Everyone is different, teaching different things to different people in different locations and in different ways... so some marketing strategies will work really well for you. Others would be a big waste of time.
On top of that, your own personality will make some marketing tactics be fun and enjoyable for you, while some others would make you feel like an annoying spammy hustler who's trying to sell something to people who don't want it. To be avoided!
So rather than getting into specific marketing recipes, we'll discuss general concepts that you can use to devise your own personal marketing plan. You can then do things that not only work, but that you're comfortable with, too.

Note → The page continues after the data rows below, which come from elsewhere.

use burn::data::dataset::Dataset;

use crate::domain::image::LabeledImage;

/// In-memory image dataset backing a burn DataLoader.
pub struct ImageDataset {
    images: Vec<LabeledImage>,
}

impl ImageDataset {
    pub fn new(images: Vec<LabeledImage>) -> Self { Self { images } }

    pub fn image_count(&self) -> usize { self.images.len() }

    /// Number of images per label, for labels `0..num_classes`.
    pub fn class_counts(&self, num_classes: usize) -> Vec<usize> {
        let mut counts = vec![0; num_classes];
        for img in &self.images {
            if let Some(c) = counts.get_mut(img.label) {
                *c += 1;
            }
        }
        counts
    }
}

impl Dataset<LabeledImage> for ImageDataset {
    fn get(&self, index: usize) -> Option<LabeledImage> {
        self.images.get(index).cloned()
    }

    fn len(&self) -> usize {
        self.images.len()
    }
}
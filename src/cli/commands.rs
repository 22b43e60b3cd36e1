// ============================================================
// Layer 1 — CLI Commands and Arguments
// ============================================================
// Defines the two subcommands: `train` and `eval`
// and all their configurable flags.
//
// clap's derive macros automatically generate:
//   - help text (--help)
//   - error messages for bad values
//   - type conversion (string → usize, f64, AttentionMode)
//
// Reference: Rust Book §12 (Building a CLI Program)

use clap::{Args, Subcommand};
use crate::application::eval_use_case::EvalConfig;
use crate::application::train_use_case::TrainConfig;
use crate::ml::attention::AttentionMode;

/// The two top-level subcommands available to the user
#[derive(Subcommand, Debug)]
pub enum Commands {
    /// Train a Vision Transformer on CIFAR-10
    Train(TrainArgs),

    /// Score a saved checkpoint on the CIFAR-10 test split
    Eval(EvalArgs),
}

/// All arguments for the `train` command.
/// Each field becomes a --flag on the command line.
#[derive(Args, Debug)]
pub struct TrainArgs {
    /// JSON file holding a full TrainConfig; replaces the flags below
    /// (except --resume and --save, which are always honoured)
    #[arg(long)]
    pub config: Option<String>,

    /// Directory holding the extracted cifar-10-batches-bin
    #[arg(long, default_value = "data")]
    pub data_dir: String,

    /// Directory for checkpoints, the saved config and metrics.csv
    #[arg(long, default_value = "checkpoints")]
    pub checkpoint_dir: String,

    #[arg(long, default_value_t = 512)]
    pub batch_size: usize,

    #[arg(long, default_value_t = 200)]
    pub epochs: usize,

    /// Peak learning rate for Adam
    #[arg(long, default_value_t = 1e-3)]
    pub lr: f64,

    /// Floor of the cosine schedule
    #[arg(long, default_value_t = 1e-6)]
    pub min_lr: f64,

    /// Linear warmup epochs before the cosine decay
    #[arg(long, default_value_t = 0)]
    pub warmup_epochs: usize,

    #[arg(long, default_value_t = 0.9)]
    pub beta_1: f64,

    #[arg(long, default_value_t = 0.99)]
    pub beta_2: f64,

    #[arg(long, default_value_t = 5e-5)]
    pub weight_decay: f64,

    /// Side of the square model input; images are resized to it
    #[arg(long, default_value_t = 32)]
    pub image_size: usize,

    /// Side of the square patches; must divide image_size
    #[arg(long, default_value_t = 4)]
    pub patch_size: usize,

    /// Token embedding width
    #[arg(long, default_value_t = 512)]
    pub dim: usize,

    /// Number of transformer blocks
    #[arg(long, default_value_t = 8)]
    pub depth: usize,

    #[arg(long, default_value_t = 8)]
    pub heads: usize,

    #[arg(long, default_value_t = 64)]
    pub dim_head: usize,

    /// Hidden width of each block's feed-forward network
    #[arg(long, default_value_t = 512)]
    pub mlp_dim: usize,

    #[arg(long, default_value_t = 0.1)]
    pub dropout: f64,

    /// Dropout applied after adding position embeddings
    #[arg(long, default_value_t = 0.1)]
    pub emb_dropout: f64,

    /// Classify from the mean of all tokens instead of the CLS token
    #[arg(long)]
    pub mean_pool: bool,

    /// Zero padding before the random crop
    #[arg(long, default_value_t = 4)]
    pub crop_padding: usize,

    /// Horizontal flip probability
    #[arg(long, default_value_t = 0.5)]
    pub flip_prob: f64,

    /// DataLoader worker threads
    #[arg(long, default_value_t = 2)]
    pub num_workers: usize,

    #[arg(long, default_value_t = 4525)]
    pub seed: u64,

    /// Log the running loss every N batches (0 disables)
    #[arg(long, default_value_t = 20)]
    pub log_interval: usize,

    /// Continue from the checkpoint in --checkpoint-dir
    #[arg(long)]
    pub resume: bool,

    /// Write a checkpoint after every epoch
    #[arg(long)]
    pub save: bool,
}

/// Convert CLI TrainArgs into the application-layer TrainConfig.
/// This is the boundary between Layer 1 and Layer 2 —
/// the application layer never sees clap types.
impl From<TrainArgs> for TrainConfig {
    fn from(a: TrainArgs) -> Self {
        TrainConfig {
            data_dir:       a.data_dir,
            checkpoint_dir: a.checkpoint_dir,
            batch_size:     a.batch_size,
            epochs:         a.epochs,
            lr:             a.lr,
            min_lr:         a.min_lr,
            warmup_epochs:  a.warmup_epochs,
            beta_1:         a.beta_1,
            beta_2:         a.beta_2,
            weight_decay:   a.weight_decay,
            image_size:     a.image_size,
            patch_size:     a.patch_size,
            dim:            a.dim,
            depth:          a.depth,
            heads:          a.heads,
            dim_head:       a.dim_head,
            mlp_dim:        a.mlp_dim,
            dropout:        a.dropout,
            emb_dropout:    a.emb_dropout,
            mean_pool:      a.mean_pool,
            crop_padding:   a.crop_padding,
            flip_prob:      a.flip_prob,
            num_workers:    a.num_workers,
            seed:           a.seed,
            log_interval:   a.log_interval,
            resume:         a.resume,
            save:           a.save,
        }
    }
}

/// All arguments for the `eval` command
#[derive(Args, Debug)]
pub struct EvalArgs {
    /// Directory where `train --save` wrote its checkpoint
    #[arg(long, default_value = "checkpoints")]
    pub checkpoint_dir: String,

    /// Dataset directory; defaults to the one used for training
    #[arg(long)]
    pub data_dir: Option<String>,

    /// Defaults to the training batch size
    #[arg(long)]
    pub batch_size: Option<usize>,

    /// `standard` or `test_weight_matrix`; both when omitted
    #[arg(long)]
    pub mode: Option<AttentionMode>,
}

impl From<EvalArgs> for EvalConfig {
    fn from(a: EvalArgs) -> Self {
        EvalConfig {
            checkpoint_dir: a.checkpoint_dir,
            data_dir:       a.data_dir,
            batch_size:     a.batch_size,
            modes:          a.mode.into_iter().collect(),
        }
    }
}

The teacherpreneur's marketing funnel
Broadly, the challenge of getting new students can be split into two main parts. First: reaching people, and then secondly, convincing the people you've reached to act in some way (usually, getting them to buy or try something).
For independent teachers, we can break things down even further into four basic stages in a funnel. You will need to:
- Get people to know you exist
- Get people interested in your offerings
- Get people to try a class with you
- Get first timers to become regulars
But that last one is actually in the realm of internal marketing already. Let's start at the beginning:
1) How to get people to know you exist
When it comes to getting attention, two very simple rules will help you tremendously:
- Don't be shy
- Be creative
If you have the entrepreneurial mindset, you'll follow these rules automatically. There are infinite opportunities out there for you to do your marketing. Many of them require virtually no effort, and they can actually be fun.

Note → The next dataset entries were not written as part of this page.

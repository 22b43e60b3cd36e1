// ============================================================
// Layer 3 — Core Traits (Abstractions)
// ============================================================
// The application layer asks for images through ImageSource,
// never through a concrete file format.
//
// Implementations:
//   - CifarBinaryLoader → CIFAR-10 binary batches on disk
//
// Reference: Rust Book §10 (Traits: Defining Shared Behaviour)

use anyhow::Result;
use crate::domain::image::LabeledImage;

/// Which half of a dataset to load.
#[derive(Debug, Clone, Copy, PartialEq, Eq)]
pub enum Split {
    Train,
    Test,
}

impl std::fmt::Display for Split {
    fn fmt(&self, f: &mut std::fmt::Formatter<'_>) -> std::fmt::Result {
        match self {
            Split::Train => write!(f, "train"),
            Split::Test  => write!(f, "test"),
        }
    }
}

// ─── ImageSource ──────────────────────────────────────────────────────────────
/// Any component that can load labelled images for a split.
pub trait ImageSource {
    /// Load every image of the given split.
    fn load_split(&self, split: Split) -> Result<Vec<LabeledImage>>;

    /// Number of distinct labels this source produces.
    fn num_classes(&self) -> usize;
}
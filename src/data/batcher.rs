// ============================================================
// Layer 4 — Image Batcher
// ============================================================
// Implements Burn's Batcher trait to turn a Vec<LabeledImage>
// into device tensors.
//
// Per image:
//   1. Train only: random crop + flip (see augment.rs)
//   2. Resize to the model's input size
//   3. Scale bytes to [0, 1] and normalise per channel:
//        x = (p / 255 - mean[c]) / std[c]
//
// Output: ImageBatch with
//   images:  [batch, channels, height, width]  (float)
//   targets: [batch]                           (int)
//
// Reference: Burn Book §4 (Batcher)

use burn::{
    data::dataloader::batcher::Batcher,
    prelude::*,
};
use rand::{rngs::StdRng, SeedableRng};
use std::sync::{Arc, Mutex};

use crate::data::augment::{resize_bilinear, Augmentation};
use crate::domain::image::LabeledImage;

/// CIFAR-10 per-channel mean used for normalisation.
pub const CIFAR_MEAN: [f32; 3] = [0.4914, 0.4822, 0.4465];
/// CIFAR-10 per-channel standard deviation used for normalisation.
pub const CIFAR_STD:  [f32; 3] = [0.2023, 0.1994, 0.2010];

/// A batch of normalised images and their labels.
#[derive(Debug, Clone)]
pub struct ImageBatch<B: Backend> {
    /// Shape: [batch_size, channels, height, width]
    pub images:  Tensor<B, 4>,
    /// Shape: [batch_size]
    pub targets: Tensor<B, 1, Int>,
}

/// Builds ImageBatches. Holds the transform settings and the
/// augmentation RNG; the target device is handed in by the DataLoader.
///
/// Clones share one RNG stream, so augmentation is reproducible for a
/// given seed as long as batches are built in order (`num_workers <= 1`).
#[derive(Clone, Debug)]
pub struct ImageBatcher {
    /// Model input size [height, width]
    pub image_size: [usize; 2],
    /// Random augmentation; None for evaluation
    pub augment:    Option<Augmentation>,
    pub mean:       [f32; 3],
    pub std:        [f32; 3],
    rng:            Arc<Mutex<StdRng>>,
}

impl ImageBatcher {
    /// Batcher for the training split: augmentation on, drawn from `seed`.
    pub fn train(image_size: [usize; 2], augment: Augmentation, seed: u64) -> Self {
        Self {
            image_size,
            augment: Some(augment),
            mean:    CIFAR_MEAN,
            std:     CIFAR_STD,
            rng:     Arc::new(Mutex::new(StdRng::seed_from_u64(seed))),
        }
    }

    /// Batcher for the test split: deterministic resize + normalise.
    pub fn eval(image_size: [usize; 2]) -> Self {
        Self {
            image_size,
            augment: None,
            mean:    CIFAR_MEAN,
            std:     CIFAR_STD,
            rng:     Arc::new(Mutex::new(StdRng::seed_from_u64(0))),
        }
    }

    /// Apply the byte-level transforms for one image.
    fn transform(&self, image: &LabeledImage) -> LabeledImage {
        let [h, w] = self.image_size;
        match &self.augment {
            Some(aug) => {
                // A panicked worker leaves the stream usable
                let mut rng = self.rng.lock().unwrap_or_else(|poisoned| poisoned.into_inner());
                aug.apply(image, self.image_size, &mut *rng)
            }
            None      => resize_bilinear(image, h, w),
        }
    }

    /// Scale and normalise CHW bytes into floats, appending to `out`.
    fn normalise_into(&self, image: &LabeledImage, out: &mut Vec<f32>) {
        let plane = image.num_pixels();
        for (i, &p) in image.pixels.iter().enumerate() {
            let c = (i / plane).min(2);
            out.push((p as f32 / 255.0 - self.mean[c]) / self.std[c]);
        }
    }
}

impl<B: Backend> Batcher<B, LabeledImage, ImageBatch<B>> for ImageBatcher {
    fn batch(&self, items: Vec<LabeledImage>, device: &B::Device) -> ImageBatch<B> {
        let batch_size = items.len();
        let [height, width] = self.image_size;
        let channels = items.first().map(|img| img.channels).unwrap_or(3);

        let mut pixels: Vec<f32> = Vec::with_capacity(batch_size * channels * height * width);
        let mut labels: Vec<i32> = Vec::with_capacity(batch_size);

        for item in &items {
            let img = self.transform(item);
            self.normalise_into(&img, &mut pixels);
            labels.push(img.label as i32);
        }

        let images = Tensor::<B, 1>::from_floats(pixels.as_slice(), device)
            .reshape([batch_size, channels, height, width]);

        let targets = Tensor::<B, 1, Int>::from_ints(labels.as_slice(), device);

        ImageBatch { images, targets }
    }
}

// ─── Unit Tests ───────────────────────────────────────────────────────────────
#[cfg(test)]
mod tests {
    use super::*;
    use approx::assert_relative_eq;
    use burn::backend::NdArray;

    type TestBackend = NdArray<f32>;

    fn solid(value: u8, label: usize) -> LabeledImage {
        LabeledImage::new(3, 4, 4, vec![value; 48], label).unwrap()
    }

    #[test]
    fn test_eval_batch_shapes_and_labels() {
        let device  = Default::default();
        let batcher = ImageBatcher::eval([4, 4]);

        let batch: ImageBatch<TestBackend> =
            batcher.batch(vec![solid(0, 1), solid(255, 8)], &device);

        assert_eq!(batch.images.dims(), [2, 3, 4, 4]);
        let targets: Vec<i64> = batch.targets.into_data().convert::<i64>().to_vec().unwrap();
        assert_eq!(targets, vec![1, 8]);
    }

    #[test]
    fn test_normalisation_per_channel() {
        let device  = Default::default();
        let batcher = ImageBatcher::eval([4, 4]);

        let batch: ImageBatch<TestBackend> = batcher.batch(vec![solid(255, 0)], &device);
        let values: Vec<f32> = batch.images.into_data().to_vec().unwrap();

        // First pixel of each channel plane
        for c in 0..3 {
            let expected = (1.0 - CIFAR_MEAN[c]) / CIFAR_STD[c];
            assert_relative_eq!(values[c * 16], expected, epsilon = 1e-5);
        }
    }

    #[test]
    fn test_eval_batch_resizes() {
        let device  = Default::default();
        let batcher = ImageBatcher::eval([8, 6]);

        let batch: ImageBatch<TestBackend> = batcher.batch(vec![solid(10, 0)], &device);
        assert_eq!(batch.images.dims(), [1, 3, 8, 6]);
    }

    #[test]
    fn test_train_batch_keeps_shape() {
        let device  = Default::default();
        let batcher = ImageBatcher::train([4, 4], Augmentation::default(), 7);

        let items = (0..5).map(|i| solid(i * 40, i as usize)).collect();
        let batch: ImageBatch<TestBackend> = batcher.batch(items, &device);
        assert_eq!(batch.images.dims(), [5, 3, 4, 4]);
        assert_eq!(batch.targets.dims(), [5]);
    }

    /// Left half dark, right half bright, so crops and flips change the pixels.
    fn asymmetric(label: usize) -> LabeledImage {
        let pixels = (0..3 * 8 * 8)
            .map(|i| if i % 8 < 4 { 10 } else { 240 })
            .collect();
        LabeledImage::new(3, 8, 8, pixels, label).unwrap()
    }

    fn augmented_values(batcher: &ImageBatcher) -> Vec<f32> {
        let items = (0..6).map(asymmetric).collect();
        let batch: ImageBatch<TestBackend> = batcher.batch(items, &Default::default());
        batch.images.into_data().to_vec().unwrap()
    }

    #[test]
    fn test_same_seed_gives_same_augmentation() {
        let aug = Augmentation { crop_padding: 2, flip_prob: 0.5 };

        let first  = ImageBatcher::train([8, 8], aug, 4525);
        let second = ImageBatcher::train([8, 8], aug, 4525);
        for _ in 0..3 {
            assert_eq!(augmented_values(&first), augmented_values(&second));
        }

        // Clones continue the shared stream rather than restarting it
        let fresh = ImageBatcher::train([8, 8], aug, 4525);
        let clone = fresh.clone();
        let a = augmented_values(&fresh);
        let b = augmented_values(&clone);
        assert_ne!(a, b);
    }

    #[test]
    fn test_different_seeds_differ() {
        let aug = Augmentation { crop_padding: 2, flip_prob: 0.5 };
        let a = augmented_values(&ImageBatcher::train([8, 8], aug, 1));
        let b = augmented_values(&ImageBatcher::train([8, 8], aug, 2));
        assert_ne!(a, b);
    }
}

Make sure everyone you know knows what you do
The first opportunity is to simply make sure that the people you come into contact with know that you teach something.
For example: imagine you teach conversational French. But in your personal life, you like to go hiking! So you join a local hiking group. There are 40 people in the group already... and now it's time to introduce yourself.

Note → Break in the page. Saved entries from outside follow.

// ============================================================
// Layer 6 — Infrastructure Layer
// ============================================================
// Cross-cutting persistence used by the application layer:
//
//   checkpoint.rs — model / optimizer / scheduler state and the
//                   run's TrainConfig, so training can resume and
//                   `eval` can rebuild the architecture
//
//   metrics.rs    — per-epoch CSV log for plotting learning curves
//
// Reference: Rust Book §9 (Error Handling with anyhow)
//            Burn Book §5 (Checkpointing)

/// Model checkpoint saving and loading
pub mod checkpoint;

/// Training metrics CSV logger
pub mod metrics;
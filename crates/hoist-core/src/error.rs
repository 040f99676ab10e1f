use std::fmt;

/// Machine-readable error codes for operators and report readers.
#[derive(Debug, Clone, Copy, PartialEq, Eq, Hash)]
pub enum ErrorCode {
    MissingCredentials,
    ConfigParseError,
    ConfigIncomplete,
    CatalogInvalid,
    CatalogUnreadable,
    RemoteRejected,
    RateLimited,
    TransportFailed,
    ParentFailed,
    InternalUnexpected,
}

impl ErrorCode {
    /// Stable code identifier (`E####`) for machine parsing.
    #[must_use]
    pub const fn code(self) -> &'static str {
        match self {
            Self::MissingCredentials => "E1001",
            Self::ConfigParseError => "E1002",
            Self::ConfigIncomplete => "E1003",
            Self::CatalogInvalid => "E2001",
            Self::CatalogUnreadable => "E2002",
            Self::RemoteRejected => "E3001",
            Self::RateLimited => "E3002",
            Self::TransportFailed => "E3003",
            Self::ParentFailed => "E4001",
            Self::InternalUnexpected => "E9001",
        }
    }

    /// Short human-facing summary for logs and terminal output.
    #[must_use]
    pub const fn message(self) -> &'static str {
        match self {
            Self::MissingCredentials => "Missing credentials",
            Self::ConfigParseError => "Config file parse error",
            Self::ConfigIncomplete => "Required project setting missing",
            Self::CatalogInvalid => "Invalid catalog entry",
            Self::CatalogUnreadable => "Catalog file could not be read",
            Self::RemoteRejected => "Remote service rejected the request",
            Self::RateLimited => "Remote service rate limit hit",
            Self::TransportFailed => "Request never reached the remote service",
            Self::ParentFailed => "Skipped because the parent item failed",
            Self::InternalUnexpected => "Internal unexpected error",
        }
    }

    /// Optional remediation hint that can be surfaced to operators.
    #[must_use]
    pub const fn hint(self) -> Option<&'static str> {
        match self {
            Self::MissingCredentials => {
                Some("Export JIRA_EMAIL and JIRA_API_TOKEN before running `hoist import`.")
            }
            Self::ConfigParseError => Some("Fix syntax in hoist.toml and retry."),
            Self::ConfigIncomplete => Some(
                "Set base_url, project_key, epic_type_id and story_type_id in hoist.toml or pass them as flags.",
            ),
            Self::CatalogInvalid => {
                Some("Every epic needs a title and summary; every story needs a summary.")
            }
            Self::CatalogUnreadable => Some("Use a readable .toml or .json catalog file."),
            Self::RemoteRejected => {
                Some("Inspect the response body and re-run for the failed items only.")
            }
            Self::RateLimited => Some("Raise pacing delays or enable retries with --retries."),
            Self::TransportFailed => Some("Check base_url and network connectivity."),
            Self::ParentFailed => Some("Re-run once the parent item can be created."),
            Self::InternalUnexpected => Some("Retry once. If persistent, report a bug with logs."),
        }
    }
}

impl fmt::Display for ErrorCode {
    fn fmt(&self, f: &mut fmt::Formatter<'_>) -> fmt::Result {
        write!(f, "{}", self.code())
    }
}

/// Conditions that must hold before the first remote call is made.
#[derive(Debug, Clone, PartialEq, Eq, thiserror::Error)]
pub enum PreconditionError {
    #[error("missing required credentials: {}", .missing.join(", "))]
    MissingCredentials { missing: Vec<&'static str> },
}

impl PreconditionError {
    #[must_use]
    pub const fn code(&self) -> ErrorCode {
        match self {
            Self::MissingCredentials { .. } => ErrorCode::MissingCredentials,
        }
    }

    #[must_use]
    pub const fn hint(&self) -> Option<&'static str> {
        self.code().hint()
    }
}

You could introduce yourself with "I'm Jenny, I really enjoy hiking". But that's kind of obvious since you're in a hiking group! You might as well just say "I'm Jenny".
But how about this one: "I'm Jenny, I like hiking and I teach French". Or even better: "I'm Jenny and I teach French". Pretty easy, right?
There are so many people you meet in various places and situations in your life. Thousands, probably. Make sure they all know what you do!
It doesn't mean you have to be annoying and bring up your teaching incessantly... just once is enough. But over time, this little behavior of yours will have a big impact on your business. Because the people you interact with will remember you at an appropriate time.
For example, one of these people might have a friend who one day mentions their interest in learning French. Now, there's a very good chance your acquaintance will reply with "oh, really? I know someone who teaches French".
So it's not that you're trying to sell anything to the people in your hiking group. You just want them to know what you do.
Target your marketing
Telling everyone you know that you teach yoga (or whatever you teach) is smart because they might bring you new clients in the future, and it takes very little effort.
But other ways of getting people to notice you will be more effective if they're more targeted.
You don't want to waste energy by trying to get your offering in front of every person on the planet, just in case someone random might be interested. The chances of that are very low! You'll just get demoralized if you try to direct your marketing at everyone.
You want to reach very specific people. The ones who are your ideal clients. If you teach yoga for backpain, you want to reach people who suffer from back pain. If you teach cooking classes, you just want people who are really into food to hear about your classes.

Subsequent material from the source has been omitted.